**GIVEN DATA:**

^^^^^^^^

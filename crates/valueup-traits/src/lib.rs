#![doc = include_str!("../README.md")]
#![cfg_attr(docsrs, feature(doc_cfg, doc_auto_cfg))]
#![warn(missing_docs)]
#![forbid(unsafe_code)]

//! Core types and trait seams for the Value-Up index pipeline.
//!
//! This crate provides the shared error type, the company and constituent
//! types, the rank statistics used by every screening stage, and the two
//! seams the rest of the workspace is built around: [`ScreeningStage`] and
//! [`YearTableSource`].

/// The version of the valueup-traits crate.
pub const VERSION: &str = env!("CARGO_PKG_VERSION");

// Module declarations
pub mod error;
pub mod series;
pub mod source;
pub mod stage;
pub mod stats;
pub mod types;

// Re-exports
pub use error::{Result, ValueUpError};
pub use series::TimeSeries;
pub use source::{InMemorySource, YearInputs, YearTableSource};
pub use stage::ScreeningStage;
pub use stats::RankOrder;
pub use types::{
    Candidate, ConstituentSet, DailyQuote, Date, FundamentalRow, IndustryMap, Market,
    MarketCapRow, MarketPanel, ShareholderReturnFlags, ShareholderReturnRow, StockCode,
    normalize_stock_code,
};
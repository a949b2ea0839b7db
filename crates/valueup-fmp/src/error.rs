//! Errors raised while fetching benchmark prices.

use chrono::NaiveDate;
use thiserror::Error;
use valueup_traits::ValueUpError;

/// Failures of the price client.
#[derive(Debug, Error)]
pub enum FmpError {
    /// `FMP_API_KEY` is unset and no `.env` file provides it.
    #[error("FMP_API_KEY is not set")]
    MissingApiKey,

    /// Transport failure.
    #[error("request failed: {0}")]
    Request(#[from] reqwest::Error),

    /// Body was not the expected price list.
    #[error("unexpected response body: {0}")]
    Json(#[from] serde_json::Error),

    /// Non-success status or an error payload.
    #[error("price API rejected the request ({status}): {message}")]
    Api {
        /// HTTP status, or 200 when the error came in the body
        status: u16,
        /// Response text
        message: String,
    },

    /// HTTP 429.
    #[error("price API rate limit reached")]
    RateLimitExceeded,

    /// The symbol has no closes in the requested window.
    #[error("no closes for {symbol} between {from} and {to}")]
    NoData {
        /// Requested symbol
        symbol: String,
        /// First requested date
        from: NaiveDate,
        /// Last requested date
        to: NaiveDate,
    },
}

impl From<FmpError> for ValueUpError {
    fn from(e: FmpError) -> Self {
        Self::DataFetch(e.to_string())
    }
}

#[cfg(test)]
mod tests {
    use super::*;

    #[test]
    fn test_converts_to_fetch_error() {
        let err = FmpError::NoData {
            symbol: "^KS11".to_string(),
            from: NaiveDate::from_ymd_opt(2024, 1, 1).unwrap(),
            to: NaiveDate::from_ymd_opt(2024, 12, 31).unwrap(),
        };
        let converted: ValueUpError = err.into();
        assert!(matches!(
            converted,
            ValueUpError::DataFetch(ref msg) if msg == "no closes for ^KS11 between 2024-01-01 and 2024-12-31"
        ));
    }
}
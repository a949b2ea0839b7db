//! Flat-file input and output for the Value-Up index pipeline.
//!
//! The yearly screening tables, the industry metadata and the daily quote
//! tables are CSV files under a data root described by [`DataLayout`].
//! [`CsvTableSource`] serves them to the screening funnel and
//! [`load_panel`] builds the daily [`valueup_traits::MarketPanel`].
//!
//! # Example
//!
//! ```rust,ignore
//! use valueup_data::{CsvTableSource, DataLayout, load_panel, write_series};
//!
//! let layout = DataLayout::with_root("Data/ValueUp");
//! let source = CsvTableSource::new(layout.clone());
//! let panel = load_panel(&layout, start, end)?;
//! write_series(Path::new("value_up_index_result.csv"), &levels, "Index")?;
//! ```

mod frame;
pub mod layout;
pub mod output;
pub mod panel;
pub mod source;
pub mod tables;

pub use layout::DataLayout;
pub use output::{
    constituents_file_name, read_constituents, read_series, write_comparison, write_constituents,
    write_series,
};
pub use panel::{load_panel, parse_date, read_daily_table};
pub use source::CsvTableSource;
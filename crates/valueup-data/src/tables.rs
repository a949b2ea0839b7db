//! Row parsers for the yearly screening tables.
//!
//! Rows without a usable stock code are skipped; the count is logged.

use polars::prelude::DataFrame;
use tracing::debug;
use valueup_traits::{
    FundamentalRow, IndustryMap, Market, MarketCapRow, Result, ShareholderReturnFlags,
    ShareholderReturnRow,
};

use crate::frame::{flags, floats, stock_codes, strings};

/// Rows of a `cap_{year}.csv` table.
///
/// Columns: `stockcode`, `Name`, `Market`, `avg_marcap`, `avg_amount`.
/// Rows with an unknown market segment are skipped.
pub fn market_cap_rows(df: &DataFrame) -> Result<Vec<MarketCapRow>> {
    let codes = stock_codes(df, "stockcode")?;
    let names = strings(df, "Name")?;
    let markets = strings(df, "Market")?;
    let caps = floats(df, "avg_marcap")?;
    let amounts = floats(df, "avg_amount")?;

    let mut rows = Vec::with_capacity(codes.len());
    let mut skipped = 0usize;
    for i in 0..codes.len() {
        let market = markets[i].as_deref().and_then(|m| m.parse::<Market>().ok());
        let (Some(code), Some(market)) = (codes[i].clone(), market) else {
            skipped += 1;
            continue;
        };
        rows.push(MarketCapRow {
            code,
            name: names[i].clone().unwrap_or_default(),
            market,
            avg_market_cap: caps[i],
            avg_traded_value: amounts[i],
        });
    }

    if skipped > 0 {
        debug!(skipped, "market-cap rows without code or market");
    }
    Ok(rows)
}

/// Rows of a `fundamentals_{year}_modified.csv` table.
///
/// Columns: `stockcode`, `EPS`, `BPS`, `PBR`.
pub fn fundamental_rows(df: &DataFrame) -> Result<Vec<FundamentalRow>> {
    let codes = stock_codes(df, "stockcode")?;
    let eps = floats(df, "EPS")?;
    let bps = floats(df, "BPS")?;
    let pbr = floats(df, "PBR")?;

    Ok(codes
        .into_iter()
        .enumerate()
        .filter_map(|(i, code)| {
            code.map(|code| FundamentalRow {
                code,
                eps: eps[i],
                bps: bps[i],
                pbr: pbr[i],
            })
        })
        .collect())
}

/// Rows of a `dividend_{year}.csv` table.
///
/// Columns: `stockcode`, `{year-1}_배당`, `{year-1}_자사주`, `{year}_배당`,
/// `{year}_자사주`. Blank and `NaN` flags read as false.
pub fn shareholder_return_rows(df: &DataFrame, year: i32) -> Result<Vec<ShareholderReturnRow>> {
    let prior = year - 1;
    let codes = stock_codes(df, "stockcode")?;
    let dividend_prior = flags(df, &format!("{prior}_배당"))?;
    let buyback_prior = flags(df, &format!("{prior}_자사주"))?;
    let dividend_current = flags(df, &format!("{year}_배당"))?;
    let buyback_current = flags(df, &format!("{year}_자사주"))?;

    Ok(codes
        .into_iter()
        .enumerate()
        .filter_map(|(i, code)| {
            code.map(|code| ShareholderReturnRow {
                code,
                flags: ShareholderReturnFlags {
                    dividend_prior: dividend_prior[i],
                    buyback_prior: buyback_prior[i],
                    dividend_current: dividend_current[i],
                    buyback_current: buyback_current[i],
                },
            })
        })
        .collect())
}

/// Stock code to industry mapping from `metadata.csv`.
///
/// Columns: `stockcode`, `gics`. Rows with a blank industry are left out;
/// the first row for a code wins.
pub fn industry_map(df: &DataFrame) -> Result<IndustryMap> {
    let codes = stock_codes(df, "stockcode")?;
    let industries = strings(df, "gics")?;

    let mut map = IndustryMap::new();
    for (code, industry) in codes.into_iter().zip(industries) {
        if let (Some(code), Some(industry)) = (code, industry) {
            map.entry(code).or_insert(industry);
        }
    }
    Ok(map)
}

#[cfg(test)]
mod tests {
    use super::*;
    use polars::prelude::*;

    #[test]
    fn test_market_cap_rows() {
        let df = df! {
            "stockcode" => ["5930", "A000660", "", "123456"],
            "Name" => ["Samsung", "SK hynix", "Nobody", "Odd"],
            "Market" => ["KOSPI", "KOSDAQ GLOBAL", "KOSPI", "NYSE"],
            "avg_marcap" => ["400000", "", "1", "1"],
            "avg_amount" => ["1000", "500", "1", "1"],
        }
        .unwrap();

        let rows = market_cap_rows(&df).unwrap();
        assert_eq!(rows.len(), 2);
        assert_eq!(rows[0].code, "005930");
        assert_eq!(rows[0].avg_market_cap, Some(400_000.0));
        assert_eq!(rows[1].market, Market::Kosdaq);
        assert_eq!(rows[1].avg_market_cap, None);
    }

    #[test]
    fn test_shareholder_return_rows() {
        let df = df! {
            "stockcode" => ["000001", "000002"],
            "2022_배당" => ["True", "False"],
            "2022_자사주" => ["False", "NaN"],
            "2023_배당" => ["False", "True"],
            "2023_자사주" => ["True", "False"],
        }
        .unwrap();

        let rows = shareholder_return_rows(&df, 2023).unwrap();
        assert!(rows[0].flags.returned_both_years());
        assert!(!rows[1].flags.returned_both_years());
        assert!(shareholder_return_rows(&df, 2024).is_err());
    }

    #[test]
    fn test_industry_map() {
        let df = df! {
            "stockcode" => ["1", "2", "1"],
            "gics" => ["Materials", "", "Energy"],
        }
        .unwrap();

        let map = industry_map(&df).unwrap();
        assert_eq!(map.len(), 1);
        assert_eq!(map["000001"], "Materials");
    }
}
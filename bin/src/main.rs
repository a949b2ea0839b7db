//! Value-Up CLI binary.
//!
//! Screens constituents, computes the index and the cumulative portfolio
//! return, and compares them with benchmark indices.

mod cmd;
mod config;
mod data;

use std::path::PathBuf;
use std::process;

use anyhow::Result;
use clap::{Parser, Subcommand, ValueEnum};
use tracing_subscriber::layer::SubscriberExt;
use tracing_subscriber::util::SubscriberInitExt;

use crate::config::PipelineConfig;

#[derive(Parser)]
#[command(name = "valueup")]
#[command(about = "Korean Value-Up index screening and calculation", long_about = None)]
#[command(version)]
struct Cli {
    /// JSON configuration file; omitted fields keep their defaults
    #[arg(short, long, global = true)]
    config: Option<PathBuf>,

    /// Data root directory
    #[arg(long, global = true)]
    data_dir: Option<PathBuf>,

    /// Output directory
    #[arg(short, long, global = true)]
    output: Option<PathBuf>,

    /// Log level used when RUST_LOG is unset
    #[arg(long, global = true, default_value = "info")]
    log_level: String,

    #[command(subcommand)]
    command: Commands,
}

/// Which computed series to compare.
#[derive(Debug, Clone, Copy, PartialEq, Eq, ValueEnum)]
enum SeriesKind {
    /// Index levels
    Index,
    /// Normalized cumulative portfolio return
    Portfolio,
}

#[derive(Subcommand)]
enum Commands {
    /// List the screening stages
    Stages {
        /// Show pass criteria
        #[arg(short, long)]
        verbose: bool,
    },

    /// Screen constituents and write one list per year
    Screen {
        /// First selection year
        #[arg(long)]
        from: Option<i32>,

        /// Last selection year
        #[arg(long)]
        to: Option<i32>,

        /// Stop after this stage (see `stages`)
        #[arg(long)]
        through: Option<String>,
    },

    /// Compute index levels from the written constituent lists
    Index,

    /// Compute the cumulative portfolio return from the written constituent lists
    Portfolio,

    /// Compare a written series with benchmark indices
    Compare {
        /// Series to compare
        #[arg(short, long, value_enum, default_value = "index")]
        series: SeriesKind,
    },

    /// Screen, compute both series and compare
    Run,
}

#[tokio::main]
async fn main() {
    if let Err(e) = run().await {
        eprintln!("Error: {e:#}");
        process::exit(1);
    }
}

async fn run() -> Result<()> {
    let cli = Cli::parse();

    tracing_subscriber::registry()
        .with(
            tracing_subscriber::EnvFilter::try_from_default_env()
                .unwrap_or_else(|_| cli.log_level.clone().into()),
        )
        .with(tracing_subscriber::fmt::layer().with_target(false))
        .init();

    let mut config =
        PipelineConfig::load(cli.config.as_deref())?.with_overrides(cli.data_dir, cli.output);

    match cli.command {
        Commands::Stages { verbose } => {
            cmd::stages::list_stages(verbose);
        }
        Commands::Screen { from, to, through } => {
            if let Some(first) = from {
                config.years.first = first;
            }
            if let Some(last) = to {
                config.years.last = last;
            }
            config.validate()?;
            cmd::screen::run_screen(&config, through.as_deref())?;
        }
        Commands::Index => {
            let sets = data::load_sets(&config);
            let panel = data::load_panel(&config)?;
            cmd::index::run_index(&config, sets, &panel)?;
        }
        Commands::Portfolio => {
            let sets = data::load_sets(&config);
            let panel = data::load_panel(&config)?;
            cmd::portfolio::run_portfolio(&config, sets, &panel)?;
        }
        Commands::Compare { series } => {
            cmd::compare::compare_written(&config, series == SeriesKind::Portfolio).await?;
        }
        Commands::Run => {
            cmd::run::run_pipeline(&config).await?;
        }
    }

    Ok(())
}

^^^^^^^^

**PROBLEM REQUIREMENTS:** Show each line of the material where the word "ValueUpError" occurs.

**EXERCISE RESULT:**
pub use error::{Result, ValueUpError};
use valueup_traits::ValueUpError;
impl From<FmpError> for ValueUpError {
        let converted: ValueUpError = err.into();
            ValueUpError::DataFetch(ref msg) if msg == "no closes for ^KS11 between 2024-01-01 and 2024-12-31"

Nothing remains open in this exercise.